Required work:
All that is needed is each line of the entries holding the word "tracing", copied as it stands.

Dataset excerpts:
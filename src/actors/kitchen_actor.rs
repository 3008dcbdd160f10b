use actix::prelude::*;
use std::sync::Arc;
use std::time::Instant;
use uuid::Uuid;

use crate::actors::core::{ComponentHealth, HealthCheckable, HealthStatus};
use crate::domain::kitchen::{CookingEngine, CookingResult, Ingredient, KitchenError, Snapshot};
use crate::metrics::Metrics;

// ============================================================================
// Actor Messages
// ============================================================================

#[derive(Message)]
#[rtype(result = "Result<CookingResult, KitchenError>")]
pub struct CookPizzas {
    pub pizzas: Vec<String>,
}

#[derive(Message)]
#[rtype(result = "Result<Snapshot, KitchenError>")]
pub struct GetInventory;

#[derive(Message)]
#[rtype(result = "Result<bool, KitchenError>")]
pub struct HasIngredient {
    pub ingredient: Ingredient,
    pub quantity: u32,
}

/// Restores the initial stock and replies with the new snapshot
#[derive(Message)]
#[rtype(result = "Result<Snapshot, KitchenError>")]
pub struct ResetInventory;

#[derive(Message)]
#[rtype(result = "ComponentHealth")]
pub struct GetKitchenHealth;

// ============================================================================
// Kitchen Actor - owns the cooking engine
// ============================================================================
//
// Handlers are synchronous, so the mailbox processes one cook request at a
// time on top of the engine's own inventory lock.
//
// ============================================================================

pub struct KitchenActor {
    engine: CookingEngine,
    metrics: Arc<Metrics>,
}

impl KitchenActor {
    pub fn new(engine: CookingEngine, metrics: Arc<Metrics>) -> Self {
        Self { engine, metrics }
    }

    fn publish_inventory(&self) -> Result<Snapshot, KitchenError> {
        let snapshot = self.engine.inventory().snapshot()?;
        self.metrics.update_inventory(&snapshot);
        Ok(snapshot)
    }
}

impl Actor for KitchenActor {
    type Context = Context<Self>;

    fn started(&mut self, _ctx: &mut Self::Context) {
        tracing::info!("KitchenActor started");
        if let Err(e) = self.publish_inventory() {
            tracing::warn!(error = %e, "Could not publish initial inventory");
        }
    }
}

impl HealthCheckable for KitchenActor {
    fn check_health(&self) -> ComponentHealth {
        let depleted = match self.engine.inventory().depleted() {
            Ok(depleted) => depleted,
            Err(e) => {
                return ComponentHealth::new(self.component_name(), HealthStatus::Unhealthy(e.to_string()));
            }
        };

        let in_stock = Ingredient::ALL.len() - depleted.len();
        let details = format!("{} of {} ingredients in stock", in_stock, Ingredient::ALL.len());

        let status = if depleted.is_empty() {
            HealthStatus::Healthy
        } else {
            let names: Vec<&str> = depleted.iter().map(|i| i.name()).collect();
            HealthStatus::Degraded(format!("Out of stock: {}", names.join(", ")))
        };

        ComponentHealth::new(self.component_name(), status).with_details(details)
    }

    fn component_name(&self) -> &str {
        "kitchen"
    }
}

// ============================================================================
// Message Handlers
// ============================================================================

impl Handler<CookPizzas> for KitchenActor {
    type Result = Result<CookingResult, KitchenError>;

    fn handle(&mut self, msg: CookPizzas, _: &mut Self::Context) -> Self::Result {
        let request_id = Uuid::new_v4();
        let started = Instant::now();

        tracing::info!(
            request_id = %request_id,
            pizza_count = msg.pizzas.len(),
            "Cooking pizzas"
        );

        let (result, snapshot) = self.engine.cook_and_snapshot(&msg.pizzas).inspect_err(|e| {
            tracing::error!(request_id = %request_id, error = %e, "Cook request failed");
        })?;

        // Snapshot was read under the cook's lock
        self.metrics.record_cook(&result, started.elapsed().as_secs_f64());
        self.metrics.update_inventory(&snapshot);

        tracing::info!(
            request_id = %request_id,
            cooked = result.cooked_pizzas().len(),
            failed = result.failed_pizzas().len(),
            "✅ {}",
            result.message()
        );

        Ok(result)
    }
}

impl Handler<GetInventory> for KitchenActor {
    type Result = Result<Snapshot, KitchenError>;

    fn handle(&mut self, _msg: GetInventory, _: &mut Self::Context) -> Self::Result {
        Ok(self.engine.inventory().snapshot()?)
    }
}

impl Handler<HasIngredient> for KitchenActor {
    type Result = Result<bool, KitchenError>;

    fn handle(&mut self, msg: HasIngredient, _: &mut Self::Context) -> Self::Result {
        Ok(self.engine.inventory().has(msg.ingredient, msg.quantity)?)
    }
}

impl Handler<ResetInventory> for KitchenActor {
    type Result = Result<Snapshot, KitchenError>;

    fn handle(&mut self, _msg: ResetInventory, _: &mut Self::Context) -> Self::Result {
        self.engine.inventory().reset()?;
        self.publish_inventory()
    }
}

impl Handler<GetKitchenHealth> for KitchenActor {
    type Result = MessageResult<GetKitchenHealth>;

    fn handle(&mut self, _msg: GetKitchenHealth, _: &mut Self::Context) -> Self::Result {
        MessageResult(self.check_health())
    }
}
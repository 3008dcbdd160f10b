use super::value_objects::Ingredient;

// ============================================================================
// Kitchen Business Rule Errors
// ============================================================================

#[derive(Debug, Clone, PartialEq, thiserror::Error)]
pub enum InventoryError {
    #[error("Not enough {ingredient} in inventory: requested {requested}, available {available}")]
    InsufficientStock {
        ingredient: Ingredient,
        requested: u32,
        available: u32,
    },

    #[error("Invalid quantity for {ingredient}: {quantity}")]
    InvalidArgument { ingredient: Ingredient, quantity: u32 },

    #[error("Unknown ingredient: {0}")]
    UnknownIngredient(String),

    #[error("Inventory lock poisoned")]
    LockPoisoned,
}

impl<T> From<std::sync::PoisonError<T>> for InventoryError {
    fn from(_: std::sync::PoisonError<T>) -> Self {
        InventoryError::LockPoisoned
    }
}

#[derive(Debug, thiserror::Error)]
pub enum KitchenError {
    /// A consume failed after its feasibility check passed
    #[error("Inventory invariant violated while cooking {pizza}: {source}")]
    InventoryInvariant {
        pizza: String,
        #[source]
        source: InventoryError,
    },

    #[error(transparent)]
    Inventory(#[from] InventoryError),
}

Response to this task:
        tracing::info!("KitchenActor started");
            tracing::warn!(error = %e, "Could not publish initial inventory");
        tracing::info!(
            tracing::error!(request_id = %request_id, error = %e, "Cook request failed");
        tracing::info!(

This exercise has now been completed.